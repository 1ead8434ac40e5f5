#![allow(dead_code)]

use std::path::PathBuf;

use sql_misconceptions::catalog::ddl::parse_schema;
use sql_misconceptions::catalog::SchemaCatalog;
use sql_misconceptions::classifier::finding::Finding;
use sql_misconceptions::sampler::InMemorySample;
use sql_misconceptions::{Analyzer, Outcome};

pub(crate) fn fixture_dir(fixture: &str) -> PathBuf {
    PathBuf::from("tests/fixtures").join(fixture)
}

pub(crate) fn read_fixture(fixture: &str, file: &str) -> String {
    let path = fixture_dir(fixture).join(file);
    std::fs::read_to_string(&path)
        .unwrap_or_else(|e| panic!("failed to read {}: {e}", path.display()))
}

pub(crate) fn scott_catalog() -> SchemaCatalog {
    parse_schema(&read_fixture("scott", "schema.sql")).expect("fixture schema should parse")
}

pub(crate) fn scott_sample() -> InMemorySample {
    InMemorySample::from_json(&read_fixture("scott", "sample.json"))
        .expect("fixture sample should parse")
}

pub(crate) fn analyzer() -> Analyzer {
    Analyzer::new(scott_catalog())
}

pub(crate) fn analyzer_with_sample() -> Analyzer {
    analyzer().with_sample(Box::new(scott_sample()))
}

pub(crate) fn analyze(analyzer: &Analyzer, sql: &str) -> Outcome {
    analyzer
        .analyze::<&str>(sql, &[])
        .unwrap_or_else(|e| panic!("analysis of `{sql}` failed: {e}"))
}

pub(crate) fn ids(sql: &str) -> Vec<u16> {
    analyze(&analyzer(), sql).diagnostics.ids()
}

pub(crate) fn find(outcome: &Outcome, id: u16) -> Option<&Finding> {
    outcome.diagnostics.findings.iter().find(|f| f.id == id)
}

* * * * * * * * *

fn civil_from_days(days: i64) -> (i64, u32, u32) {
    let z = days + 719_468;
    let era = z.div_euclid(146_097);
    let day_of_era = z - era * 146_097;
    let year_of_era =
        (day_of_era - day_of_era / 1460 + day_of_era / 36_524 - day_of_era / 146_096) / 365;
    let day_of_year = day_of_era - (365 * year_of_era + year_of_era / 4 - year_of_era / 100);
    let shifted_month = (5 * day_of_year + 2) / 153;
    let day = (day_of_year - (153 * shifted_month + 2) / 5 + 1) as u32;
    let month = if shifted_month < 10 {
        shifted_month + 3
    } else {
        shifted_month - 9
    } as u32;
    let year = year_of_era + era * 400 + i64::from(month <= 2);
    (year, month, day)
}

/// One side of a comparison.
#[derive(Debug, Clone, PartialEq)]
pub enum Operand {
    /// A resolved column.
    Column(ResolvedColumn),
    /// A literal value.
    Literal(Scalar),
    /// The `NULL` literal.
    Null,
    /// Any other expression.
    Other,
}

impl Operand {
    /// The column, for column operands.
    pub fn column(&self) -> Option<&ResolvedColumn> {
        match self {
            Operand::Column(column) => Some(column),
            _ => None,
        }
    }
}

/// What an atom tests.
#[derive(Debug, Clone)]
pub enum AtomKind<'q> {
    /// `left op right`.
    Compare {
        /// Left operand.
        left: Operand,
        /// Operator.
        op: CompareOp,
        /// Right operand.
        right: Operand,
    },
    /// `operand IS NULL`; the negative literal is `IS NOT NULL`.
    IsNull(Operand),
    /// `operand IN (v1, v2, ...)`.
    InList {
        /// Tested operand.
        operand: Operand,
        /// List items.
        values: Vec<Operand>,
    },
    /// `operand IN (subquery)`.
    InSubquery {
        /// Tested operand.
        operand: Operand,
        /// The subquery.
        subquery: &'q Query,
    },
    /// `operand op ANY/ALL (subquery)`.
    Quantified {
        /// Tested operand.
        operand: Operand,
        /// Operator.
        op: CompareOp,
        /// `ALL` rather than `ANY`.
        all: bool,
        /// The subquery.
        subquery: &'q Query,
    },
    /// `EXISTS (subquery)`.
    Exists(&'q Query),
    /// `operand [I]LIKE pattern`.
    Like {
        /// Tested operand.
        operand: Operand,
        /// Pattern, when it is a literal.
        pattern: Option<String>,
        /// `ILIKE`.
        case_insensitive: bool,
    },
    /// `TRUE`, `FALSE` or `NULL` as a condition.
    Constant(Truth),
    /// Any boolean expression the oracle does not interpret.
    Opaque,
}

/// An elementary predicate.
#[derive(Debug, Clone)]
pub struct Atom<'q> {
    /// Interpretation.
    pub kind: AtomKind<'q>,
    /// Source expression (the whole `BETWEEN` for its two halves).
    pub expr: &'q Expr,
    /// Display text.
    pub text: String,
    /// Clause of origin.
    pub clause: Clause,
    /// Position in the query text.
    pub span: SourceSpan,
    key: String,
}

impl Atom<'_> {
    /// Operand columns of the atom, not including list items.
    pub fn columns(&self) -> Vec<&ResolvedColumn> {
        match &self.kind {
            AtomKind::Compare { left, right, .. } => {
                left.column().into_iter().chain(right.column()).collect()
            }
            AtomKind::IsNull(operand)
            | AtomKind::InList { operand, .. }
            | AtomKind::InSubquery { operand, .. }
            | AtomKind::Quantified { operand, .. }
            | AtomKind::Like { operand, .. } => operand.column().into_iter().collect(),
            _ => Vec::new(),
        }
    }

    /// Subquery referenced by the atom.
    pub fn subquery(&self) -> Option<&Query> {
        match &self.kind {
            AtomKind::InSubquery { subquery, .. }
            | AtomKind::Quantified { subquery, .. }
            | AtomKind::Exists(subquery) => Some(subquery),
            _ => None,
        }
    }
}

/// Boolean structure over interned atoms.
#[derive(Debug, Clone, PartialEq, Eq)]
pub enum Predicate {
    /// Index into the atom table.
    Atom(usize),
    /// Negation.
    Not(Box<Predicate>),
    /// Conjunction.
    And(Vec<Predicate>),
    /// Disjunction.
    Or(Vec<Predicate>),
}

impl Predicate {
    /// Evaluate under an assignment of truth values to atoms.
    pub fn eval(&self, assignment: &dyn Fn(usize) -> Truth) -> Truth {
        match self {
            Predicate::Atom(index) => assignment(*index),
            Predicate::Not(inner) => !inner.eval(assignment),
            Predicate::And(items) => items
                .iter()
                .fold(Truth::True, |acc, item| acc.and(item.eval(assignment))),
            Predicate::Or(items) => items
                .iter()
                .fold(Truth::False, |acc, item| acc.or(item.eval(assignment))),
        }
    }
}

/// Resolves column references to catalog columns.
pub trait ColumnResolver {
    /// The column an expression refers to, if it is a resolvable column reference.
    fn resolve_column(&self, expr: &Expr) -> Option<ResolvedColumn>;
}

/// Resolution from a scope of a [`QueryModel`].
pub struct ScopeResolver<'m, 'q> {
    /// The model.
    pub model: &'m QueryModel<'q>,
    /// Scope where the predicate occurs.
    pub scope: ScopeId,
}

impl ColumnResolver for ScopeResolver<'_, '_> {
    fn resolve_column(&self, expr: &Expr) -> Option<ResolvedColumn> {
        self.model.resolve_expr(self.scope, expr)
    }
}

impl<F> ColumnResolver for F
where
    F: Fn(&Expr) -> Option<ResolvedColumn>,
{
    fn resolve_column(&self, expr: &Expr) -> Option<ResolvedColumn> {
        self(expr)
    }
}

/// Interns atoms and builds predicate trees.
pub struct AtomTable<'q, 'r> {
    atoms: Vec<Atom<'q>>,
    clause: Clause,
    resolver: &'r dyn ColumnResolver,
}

* * * * * * * * *

Work required — Lines to set down from above: the line with "repository 1ead8434ac40e5f5", the line with "use sql_misconceptions::sampler::InMemorySample;", and every line between, each exactly as written.

Problem solution —
repository 1ead8434ac40e5f5
#![allow(dead_code)]

use std::path::PathBuf;

use sql_misconceptions::catalog::ddl::parse_schema;
use sql_misconceptions::catalog::SchemaCatalog;
use sql_misconceptions::classifier::finding::Finding;
use sql_misconceptions::sampler::InMemorySample;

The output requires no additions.